# TASK REQUIREMENTS
Pull every line from the records that has the word "when" in it.

# PROVIDED RECORDS
----

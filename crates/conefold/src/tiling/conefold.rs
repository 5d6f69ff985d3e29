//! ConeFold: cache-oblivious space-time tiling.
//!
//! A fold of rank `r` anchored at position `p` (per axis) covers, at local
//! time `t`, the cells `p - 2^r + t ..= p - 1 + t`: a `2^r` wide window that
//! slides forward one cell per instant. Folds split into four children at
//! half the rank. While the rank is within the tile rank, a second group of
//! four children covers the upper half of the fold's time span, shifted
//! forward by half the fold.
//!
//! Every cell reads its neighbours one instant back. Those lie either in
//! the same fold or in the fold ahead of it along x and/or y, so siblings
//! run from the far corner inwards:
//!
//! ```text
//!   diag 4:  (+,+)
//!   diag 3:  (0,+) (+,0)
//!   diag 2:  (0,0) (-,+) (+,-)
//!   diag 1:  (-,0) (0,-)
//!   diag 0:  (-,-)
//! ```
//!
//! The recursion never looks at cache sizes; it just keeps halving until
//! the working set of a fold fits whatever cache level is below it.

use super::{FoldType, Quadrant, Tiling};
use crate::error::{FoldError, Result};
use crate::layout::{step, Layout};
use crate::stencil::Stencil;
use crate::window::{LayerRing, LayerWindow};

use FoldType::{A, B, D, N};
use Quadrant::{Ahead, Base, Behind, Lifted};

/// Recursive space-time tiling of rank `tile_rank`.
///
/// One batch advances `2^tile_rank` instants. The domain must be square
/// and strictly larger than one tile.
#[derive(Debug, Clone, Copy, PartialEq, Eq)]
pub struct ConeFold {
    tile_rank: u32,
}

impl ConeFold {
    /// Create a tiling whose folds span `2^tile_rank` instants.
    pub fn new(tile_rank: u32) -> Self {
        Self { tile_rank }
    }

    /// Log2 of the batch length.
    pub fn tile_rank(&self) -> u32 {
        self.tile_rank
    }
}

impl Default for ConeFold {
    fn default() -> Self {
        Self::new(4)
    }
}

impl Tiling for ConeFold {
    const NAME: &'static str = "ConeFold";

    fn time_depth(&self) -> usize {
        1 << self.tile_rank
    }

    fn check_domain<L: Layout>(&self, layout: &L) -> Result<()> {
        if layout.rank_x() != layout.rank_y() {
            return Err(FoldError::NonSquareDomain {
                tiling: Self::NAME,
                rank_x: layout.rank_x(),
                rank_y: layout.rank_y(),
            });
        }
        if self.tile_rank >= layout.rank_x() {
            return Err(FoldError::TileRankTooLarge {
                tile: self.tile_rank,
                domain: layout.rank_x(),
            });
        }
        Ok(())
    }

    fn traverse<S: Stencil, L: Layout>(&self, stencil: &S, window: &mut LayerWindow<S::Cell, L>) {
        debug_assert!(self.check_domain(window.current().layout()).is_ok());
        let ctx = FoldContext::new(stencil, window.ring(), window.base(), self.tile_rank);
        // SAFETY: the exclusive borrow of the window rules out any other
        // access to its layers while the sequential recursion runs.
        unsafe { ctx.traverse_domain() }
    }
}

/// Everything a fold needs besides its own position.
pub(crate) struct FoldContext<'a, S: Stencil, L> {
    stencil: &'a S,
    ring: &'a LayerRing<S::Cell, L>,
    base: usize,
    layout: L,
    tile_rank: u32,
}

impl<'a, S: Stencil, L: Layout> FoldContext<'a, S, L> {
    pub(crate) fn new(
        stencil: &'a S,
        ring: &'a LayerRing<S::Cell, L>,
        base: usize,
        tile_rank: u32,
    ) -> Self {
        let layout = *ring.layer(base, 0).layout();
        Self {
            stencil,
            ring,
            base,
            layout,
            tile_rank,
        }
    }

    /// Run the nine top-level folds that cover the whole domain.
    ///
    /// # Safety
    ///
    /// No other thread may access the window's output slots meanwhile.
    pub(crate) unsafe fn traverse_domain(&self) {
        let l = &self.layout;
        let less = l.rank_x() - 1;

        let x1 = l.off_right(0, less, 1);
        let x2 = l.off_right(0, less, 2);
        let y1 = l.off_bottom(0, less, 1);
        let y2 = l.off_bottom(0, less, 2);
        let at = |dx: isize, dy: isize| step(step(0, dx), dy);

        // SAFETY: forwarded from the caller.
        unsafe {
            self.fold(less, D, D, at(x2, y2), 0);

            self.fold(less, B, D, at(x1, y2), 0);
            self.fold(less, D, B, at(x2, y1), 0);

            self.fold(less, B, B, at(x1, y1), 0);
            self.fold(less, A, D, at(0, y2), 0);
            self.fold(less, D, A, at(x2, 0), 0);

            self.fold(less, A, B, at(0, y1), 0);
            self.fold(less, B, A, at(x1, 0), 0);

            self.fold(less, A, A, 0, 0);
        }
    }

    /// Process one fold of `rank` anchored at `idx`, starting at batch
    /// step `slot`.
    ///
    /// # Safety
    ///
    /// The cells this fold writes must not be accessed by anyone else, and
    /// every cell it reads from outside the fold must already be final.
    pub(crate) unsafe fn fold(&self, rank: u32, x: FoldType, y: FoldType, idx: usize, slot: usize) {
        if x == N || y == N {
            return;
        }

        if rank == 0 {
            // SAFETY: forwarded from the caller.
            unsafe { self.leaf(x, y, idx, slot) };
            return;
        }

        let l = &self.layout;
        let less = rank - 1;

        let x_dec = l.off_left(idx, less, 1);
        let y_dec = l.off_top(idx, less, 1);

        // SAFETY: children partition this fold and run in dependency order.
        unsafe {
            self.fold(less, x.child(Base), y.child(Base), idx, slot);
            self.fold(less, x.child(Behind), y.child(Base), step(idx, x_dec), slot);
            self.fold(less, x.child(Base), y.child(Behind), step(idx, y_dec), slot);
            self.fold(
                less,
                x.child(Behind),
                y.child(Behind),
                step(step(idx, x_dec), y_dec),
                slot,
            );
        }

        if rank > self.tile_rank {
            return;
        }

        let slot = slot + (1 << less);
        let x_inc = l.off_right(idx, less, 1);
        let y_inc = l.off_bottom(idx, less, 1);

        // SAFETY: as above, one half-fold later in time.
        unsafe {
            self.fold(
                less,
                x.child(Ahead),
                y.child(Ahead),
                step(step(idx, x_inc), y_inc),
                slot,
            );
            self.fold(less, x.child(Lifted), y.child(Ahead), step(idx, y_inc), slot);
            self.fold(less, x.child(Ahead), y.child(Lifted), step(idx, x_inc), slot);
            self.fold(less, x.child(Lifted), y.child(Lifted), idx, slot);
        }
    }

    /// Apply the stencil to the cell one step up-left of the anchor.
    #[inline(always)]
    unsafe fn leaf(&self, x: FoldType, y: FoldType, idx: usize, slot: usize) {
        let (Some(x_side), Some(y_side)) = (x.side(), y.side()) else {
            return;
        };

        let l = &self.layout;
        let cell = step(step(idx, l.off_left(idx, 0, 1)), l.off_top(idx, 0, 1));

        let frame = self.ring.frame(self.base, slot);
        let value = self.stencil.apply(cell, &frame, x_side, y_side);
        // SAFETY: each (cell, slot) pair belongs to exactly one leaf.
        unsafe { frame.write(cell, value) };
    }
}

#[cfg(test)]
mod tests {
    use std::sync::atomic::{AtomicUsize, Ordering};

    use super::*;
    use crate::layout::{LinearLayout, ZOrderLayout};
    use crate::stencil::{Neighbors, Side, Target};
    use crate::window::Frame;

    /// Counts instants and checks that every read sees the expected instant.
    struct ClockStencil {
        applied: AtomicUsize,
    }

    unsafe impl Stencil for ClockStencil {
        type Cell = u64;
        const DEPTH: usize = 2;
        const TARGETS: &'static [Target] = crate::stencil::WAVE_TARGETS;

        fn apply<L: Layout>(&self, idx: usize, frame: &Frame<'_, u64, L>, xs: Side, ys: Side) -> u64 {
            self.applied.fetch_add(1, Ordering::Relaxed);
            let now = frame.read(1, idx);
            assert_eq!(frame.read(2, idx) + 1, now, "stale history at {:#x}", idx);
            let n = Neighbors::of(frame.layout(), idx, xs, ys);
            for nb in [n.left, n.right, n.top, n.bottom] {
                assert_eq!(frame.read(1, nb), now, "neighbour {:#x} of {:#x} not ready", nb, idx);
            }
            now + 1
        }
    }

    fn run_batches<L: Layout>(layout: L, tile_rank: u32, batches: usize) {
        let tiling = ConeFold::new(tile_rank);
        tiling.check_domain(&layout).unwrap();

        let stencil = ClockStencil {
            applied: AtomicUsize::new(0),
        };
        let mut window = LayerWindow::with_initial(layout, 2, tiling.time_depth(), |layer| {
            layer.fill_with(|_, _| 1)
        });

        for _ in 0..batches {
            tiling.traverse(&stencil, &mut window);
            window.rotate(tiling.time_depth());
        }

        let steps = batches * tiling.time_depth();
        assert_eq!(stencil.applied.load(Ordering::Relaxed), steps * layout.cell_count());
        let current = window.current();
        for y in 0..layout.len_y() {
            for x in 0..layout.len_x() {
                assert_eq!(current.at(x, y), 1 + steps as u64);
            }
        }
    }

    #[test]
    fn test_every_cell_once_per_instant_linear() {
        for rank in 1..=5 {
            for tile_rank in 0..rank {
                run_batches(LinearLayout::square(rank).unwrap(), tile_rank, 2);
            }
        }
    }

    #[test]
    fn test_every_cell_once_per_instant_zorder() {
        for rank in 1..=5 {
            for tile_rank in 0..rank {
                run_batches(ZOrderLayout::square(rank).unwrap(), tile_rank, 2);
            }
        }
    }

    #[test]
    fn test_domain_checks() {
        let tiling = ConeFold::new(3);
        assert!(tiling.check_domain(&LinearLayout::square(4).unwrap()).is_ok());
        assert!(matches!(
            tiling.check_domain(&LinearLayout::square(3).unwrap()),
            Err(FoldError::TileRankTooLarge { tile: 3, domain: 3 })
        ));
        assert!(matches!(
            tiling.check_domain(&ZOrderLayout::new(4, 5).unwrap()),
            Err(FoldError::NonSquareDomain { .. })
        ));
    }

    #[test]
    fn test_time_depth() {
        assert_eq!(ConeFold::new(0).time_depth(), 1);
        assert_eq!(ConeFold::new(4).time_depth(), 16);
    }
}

----

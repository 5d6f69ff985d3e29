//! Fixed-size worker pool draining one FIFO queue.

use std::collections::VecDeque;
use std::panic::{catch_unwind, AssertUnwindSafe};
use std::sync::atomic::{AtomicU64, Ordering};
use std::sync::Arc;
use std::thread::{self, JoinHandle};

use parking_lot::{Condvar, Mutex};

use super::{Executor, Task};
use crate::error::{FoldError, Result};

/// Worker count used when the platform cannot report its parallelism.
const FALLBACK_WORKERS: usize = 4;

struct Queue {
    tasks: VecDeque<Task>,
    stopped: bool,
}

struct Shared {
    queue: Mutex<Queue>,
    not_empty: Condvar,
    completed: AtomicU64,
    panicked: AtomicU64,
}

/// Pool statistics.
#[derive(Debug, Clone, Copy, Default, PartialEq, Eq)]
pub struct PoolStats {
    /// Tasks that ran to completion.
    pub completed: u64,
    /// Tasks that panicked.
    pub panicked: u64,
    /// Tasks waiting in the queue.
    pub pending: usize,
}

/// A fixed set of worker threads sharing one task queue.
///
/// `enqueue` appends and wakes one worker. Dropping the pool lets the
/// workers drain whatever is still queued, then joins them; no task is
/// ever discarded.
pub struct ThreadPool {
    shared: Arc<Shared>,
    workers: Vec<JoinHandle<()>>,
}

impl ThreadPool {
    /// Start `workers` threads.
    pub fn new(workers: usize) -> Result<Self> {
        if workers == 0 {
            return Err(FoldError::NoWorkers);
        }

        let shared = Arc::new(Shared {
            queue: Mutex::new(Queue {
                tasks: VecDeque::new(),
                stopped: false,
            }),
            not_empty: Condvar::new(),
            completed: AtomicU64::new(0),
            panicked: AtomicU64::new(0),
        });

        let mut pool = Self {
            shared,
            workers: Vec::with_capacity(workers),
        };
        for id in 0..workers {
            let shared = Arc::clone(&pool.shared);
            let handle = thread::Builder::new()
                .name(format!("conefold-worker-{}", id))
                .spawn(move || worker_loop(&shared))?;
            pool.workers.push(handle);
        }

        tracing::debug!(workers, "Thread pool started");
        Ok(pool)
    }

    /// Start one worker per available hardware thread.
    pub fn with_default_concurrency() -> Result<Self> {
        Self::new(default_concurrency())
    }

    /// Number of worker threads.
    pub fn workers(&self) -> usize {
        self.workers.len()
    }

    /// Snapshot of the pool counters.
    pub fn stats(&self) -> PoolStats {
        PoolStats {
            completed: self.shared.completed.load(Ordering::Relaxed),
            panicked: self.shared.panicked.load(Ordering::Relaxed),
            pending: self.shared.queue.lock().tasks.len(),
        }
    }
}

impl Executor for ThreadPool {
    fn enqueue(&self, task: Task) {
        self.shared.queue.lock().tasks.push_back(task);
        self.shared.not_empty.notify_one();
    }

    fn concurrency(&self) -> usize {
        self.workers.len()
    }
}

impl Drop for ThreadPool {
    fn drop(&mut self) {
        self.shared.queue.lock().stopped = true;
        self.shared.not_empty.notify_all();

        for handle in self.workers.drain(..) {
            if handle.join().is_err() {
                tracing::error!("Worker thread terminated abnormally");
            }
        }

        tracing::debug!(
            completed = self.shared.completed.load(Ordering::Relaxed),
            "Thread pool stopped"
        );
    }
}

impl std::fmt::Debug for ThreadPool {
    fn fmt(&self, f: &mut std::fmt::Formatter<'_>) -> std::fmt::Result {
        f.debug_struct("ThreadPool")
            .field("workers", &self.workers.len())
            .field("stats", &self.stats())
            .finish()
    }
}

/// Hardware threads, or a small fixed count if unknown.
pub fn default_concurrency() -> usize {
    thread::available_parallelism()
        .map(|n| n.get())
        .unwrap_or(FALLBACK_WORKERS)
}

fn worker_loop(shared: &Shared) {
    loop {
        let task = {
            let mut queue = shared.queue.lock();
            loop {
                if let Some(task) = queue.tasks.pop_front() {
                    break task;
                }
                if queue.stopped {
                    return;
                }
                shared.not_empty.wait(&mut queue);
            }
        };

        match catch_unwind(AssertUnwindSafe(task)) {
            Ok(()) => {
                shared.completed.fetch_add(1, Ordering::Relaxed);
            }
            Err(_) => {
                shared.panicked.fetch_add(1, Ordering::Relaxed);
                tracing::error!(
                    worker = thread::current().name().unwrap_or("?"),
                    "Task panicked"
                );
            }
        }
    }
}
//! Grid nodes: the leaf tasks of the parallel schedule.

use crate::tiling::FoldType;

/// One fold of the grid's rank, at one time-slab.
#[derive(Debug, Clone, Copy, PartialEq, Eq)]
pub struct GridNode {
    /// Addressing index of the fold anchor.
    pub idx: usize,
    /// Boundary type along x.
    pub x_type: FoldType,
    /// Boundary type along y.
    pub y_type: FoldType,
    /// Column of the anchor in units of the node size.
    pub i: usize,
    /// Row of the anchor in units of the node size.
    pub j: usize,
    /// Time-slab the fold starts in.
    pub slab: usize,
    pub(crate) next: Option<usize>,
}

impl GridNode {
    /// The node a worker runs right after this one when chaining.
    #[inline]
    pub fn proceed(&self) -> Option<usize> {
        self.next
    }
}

----

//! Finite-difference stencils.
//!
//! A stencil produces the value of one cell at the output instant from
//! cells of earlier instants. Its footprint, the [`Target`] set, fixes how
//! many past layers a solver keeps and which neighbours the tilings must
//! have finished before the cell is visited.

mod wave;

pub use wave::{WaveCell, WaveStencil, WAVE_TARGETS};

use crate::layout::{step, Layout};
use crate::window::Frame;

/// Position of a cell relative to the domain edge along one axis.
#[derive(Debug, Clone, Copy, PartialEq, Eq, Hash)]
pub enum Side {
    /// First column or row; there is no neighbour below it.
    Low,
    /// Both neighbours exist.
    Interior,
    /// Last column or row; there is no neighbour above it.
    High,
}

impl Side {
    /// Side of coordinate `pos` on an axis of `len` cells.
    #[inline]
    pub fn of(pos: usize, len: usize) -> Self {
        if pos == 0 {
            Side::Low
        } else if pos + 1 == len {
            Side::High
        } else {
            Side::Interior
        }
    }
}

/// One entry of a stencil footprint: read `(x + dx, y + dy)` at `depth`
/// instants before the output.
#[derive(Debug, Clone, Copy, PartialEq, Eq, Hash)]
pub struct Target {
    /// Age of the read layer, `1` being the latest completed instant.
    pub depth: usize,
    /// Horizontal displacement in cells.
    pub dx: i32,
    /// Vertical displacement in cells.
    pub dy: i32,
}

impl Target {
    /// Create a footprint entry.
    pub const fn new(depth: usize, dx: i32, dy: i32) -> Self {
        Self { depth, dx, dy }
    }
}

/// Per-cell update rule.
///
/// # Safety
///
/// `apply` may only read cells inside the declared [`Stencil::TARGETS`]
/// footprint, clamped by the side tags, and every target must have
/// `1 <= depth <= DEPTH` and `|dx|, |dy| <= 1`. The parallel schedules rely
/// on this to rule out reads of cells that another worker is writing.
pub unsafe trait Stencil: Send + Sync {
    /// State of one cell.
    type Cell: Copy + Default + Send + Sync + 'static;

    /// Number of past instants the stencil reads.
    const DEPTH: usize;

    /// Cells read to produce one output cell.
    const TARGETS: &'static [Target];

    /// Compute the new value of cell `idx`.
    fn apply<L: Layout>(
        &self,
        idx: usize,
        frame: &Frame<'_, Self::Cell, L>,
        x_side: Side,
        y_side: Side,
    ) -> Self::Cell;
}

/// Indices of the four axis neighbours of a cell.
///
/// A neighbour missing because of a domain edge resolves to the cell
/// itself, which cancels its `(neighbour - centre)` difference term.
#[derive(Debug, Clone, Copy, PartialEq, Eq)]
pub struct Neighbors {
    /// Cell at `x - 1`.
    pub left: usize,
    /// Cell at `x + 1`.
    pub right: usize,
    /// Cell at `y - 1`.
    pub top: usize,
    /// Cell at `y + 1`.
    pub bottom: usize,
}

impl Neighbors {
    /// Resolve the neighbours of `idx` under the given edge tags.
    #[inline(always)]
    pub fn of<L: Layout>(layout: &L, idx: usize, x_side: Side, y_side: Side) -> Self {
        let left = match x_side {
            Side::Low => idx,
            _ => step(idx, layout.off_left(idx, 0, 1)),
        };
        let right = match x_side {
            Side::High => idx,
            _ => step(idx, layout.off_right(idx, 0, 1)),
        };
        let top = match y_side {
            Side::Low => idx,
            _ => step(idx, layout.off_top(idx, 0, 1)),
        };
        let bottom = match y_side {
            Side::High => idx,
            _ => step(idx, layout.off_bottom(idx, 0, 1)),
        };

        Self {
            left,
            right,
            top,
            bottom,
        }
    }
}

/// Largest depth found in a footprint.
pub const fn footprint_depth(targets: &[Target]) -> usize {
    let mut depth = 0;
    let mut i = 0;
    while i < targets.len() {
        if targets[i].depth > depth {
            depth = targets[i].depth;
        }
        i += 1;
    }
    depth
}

----

# COMPLETED TASK
/// Worker count used when the platform cannot report its parallelism.
    /// The node a worker runs right after this one when chaining.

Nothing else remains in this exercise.